Because of his prior health problems, there were questions almost every March from
the media and others in the basketball community about whether he would retire.
Near the end of the school year, Leary found out that Robinson had given him a
negative evaluation. Then, later in the summer, a janitor at the school told him he had
seen an advertisement for his basketball job in the newspaper.
Leary checked the paper and then went to see Pleasantville's new Superintendent, Dr.
Andrew T. Carrington, about the ad. Carrington told him they just wanted to see who
would apply for the job. Leary left the office shaking his head.
After more than 30 years of working with Pleasantville's young athletes - helping them
develop their skills, gain confidence and, in many cases, earn college scholarships that
would have been otherwise unavailable - Leary was being replaced.

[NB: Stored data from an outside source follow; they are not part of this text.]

//! Boundary to the remote execution backend.
//!
//! Every operation travels as one [`Request`] and comes back as one
//! [`Envelope`]. The backend owns SSH connections, command execution, and
//! the registry store; this crate only speaks the envelope protocol.

use std::future::Future;
use std::pin::Pin;

use serde::{Deserialize, Serialize};

use crate::error::TransportError;
use crate::operation::Request;

mod http;

pub use http::HttpTransport;

/// Transport-level response wrapper.
#[derive(Clone, Debug, Default, Deserialize, PartialEq, Serialize)]
pub struct Envelope {
    /// Whether the backend handled the request.
    pub success: bool,
    /// Operation payload, decoded per operation.
    #[serde(default, skip_serializing_if = "Option::is_none")]
    pub data: Option<serde_json::Value>,
    /// Human-readable failure reason.
    #[serde(default, skip_serializing_if = "Option::is_none")]
    pub error: Option<String>,
}

impl Envelope {
    /// A successful envelope carrying `data`.
    #[must_use]
    pub const fn ok(data: serde_json::Value) -> Self {
        Self {
            success: true,
            data: Some(data),
            error: None,
        }
    }

    /// A failed envelope carrying `error`.
    #[must_use]
    pub fn rejected(error: impl Into<String>) -> Self {
        Self {
            success: false,
            data: None,
            error: Some(error.into()),
        }
    }

    /// Returns the payload of a successful envelope.
    ///
    /// # Errors
    ///
    /// Returns [`TransportError::Rejected`] when the envelope reports
    /// failure. A missing message is replaced by a generic one so the error
    /// is never blank.
    pub fn into_data(self) -> Result<serde_json::Value, TransportError> {
        if self.success {
            return Ok(self.data.unwrap_or(serde_json::Value::Null));
        }
        let reason = self
            .error
            .filter(|text| !text.trim().is_empty())
            .unwrap_or_else(|| String::from("backend reported failure without a message"));
        Err(TransportError::Rejected(reason))
    }
}

/// Future returned by transport calls.
pub type TransportFuture<'a> =
    Pin<Box<dyn Future<Output = Result<Envelope, TransportError>> + Send + 'a>>;

/// Sends requests to the execution backend.
pub trait Transport: Send + Sync {
    /// Sends `request` and waits for the backend's envelope.
    fn send<'a>(&'a self, request: &'a Request) -> TransportFuture<'a>;
}

impl<T: Transport + ?Sized> Transport for std::sync::Arc<T> {
    fn send<'a>(&'a self, request: &'a Request) -> TransportFuture<'a> {
        (**self).send(request)
    }
}

#[cfg(test)]
mod tests {
    use super::*;

    #[test]
    fn failed_envelope_becomes_rejected_error() {
        let err = Envelope::rejected("registry unavailable")
            .into_data()
            .expect_err("failed envelope must error");
        assert_eq!(
            err,
            TransportError::Rejected(String::from("registry unavailable"))
        );
    }

    #[test]
    fn failed_envelope_without_message_is_still_explained() {
        let err = Envelope::default()
            .into_data()
            .expect_err("failed envelope must error");
        assert!(err.to_string().contains("without a message"));
    }

    #[test]
    fn missing_data_decodes_as_null() {
        let envelope: Envelope =
            serde_json::from_str(r#"{"success":true}"#).expect("decode envelope");
        assert_eq!(envelope.into_data(), Ok(serde_json::Value::Null));
    }
}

Of course, school administrators have the right to make such decisions. Sometimes
they are wrong and are either convinced to change their decision (Ocean City's John
Bruno) or penalized by legal action (Atlantic City's Joe Fussner) for their error. Even
Robinson herself was reportedly on the verge of being replaced as Pleasantville's
athletic director a few years ago before the administration recognized its error.
Even if you accept the premise that Leary should replaced - and there are a great many
of us who do not - somebody who has given more than three decades of his life to your
program at least merits a meeting. Someone should have talked with Leary about
retiring, possibly after one final year. He has helped bring great praise upon
Pleasantville and its high school. Doesn't he deserve some final recognition?
"I know I could have fought them and probably won," said Leary. "But I don't want to be
there if they don't want me. That would be wrong for me and wrong for the kids."
In fact, once he saw the writing on the wall, Leary didn't even bother applying for the
job. And he has nothing but praise for Butch Warner, the former Atlantic City High
School player who has been named the new coach.
"Butch has been an assistant with me for 12-13 years," Leary said, "and he knows the
kids and the program. I hope he does very well."
So do we all. In fact, we'd like to see him take off and win another 500 basketball games
for Pleasantville. Lets just hope that, if he does, he gets a lot better treatment from his
employers than Ken Leary did from his.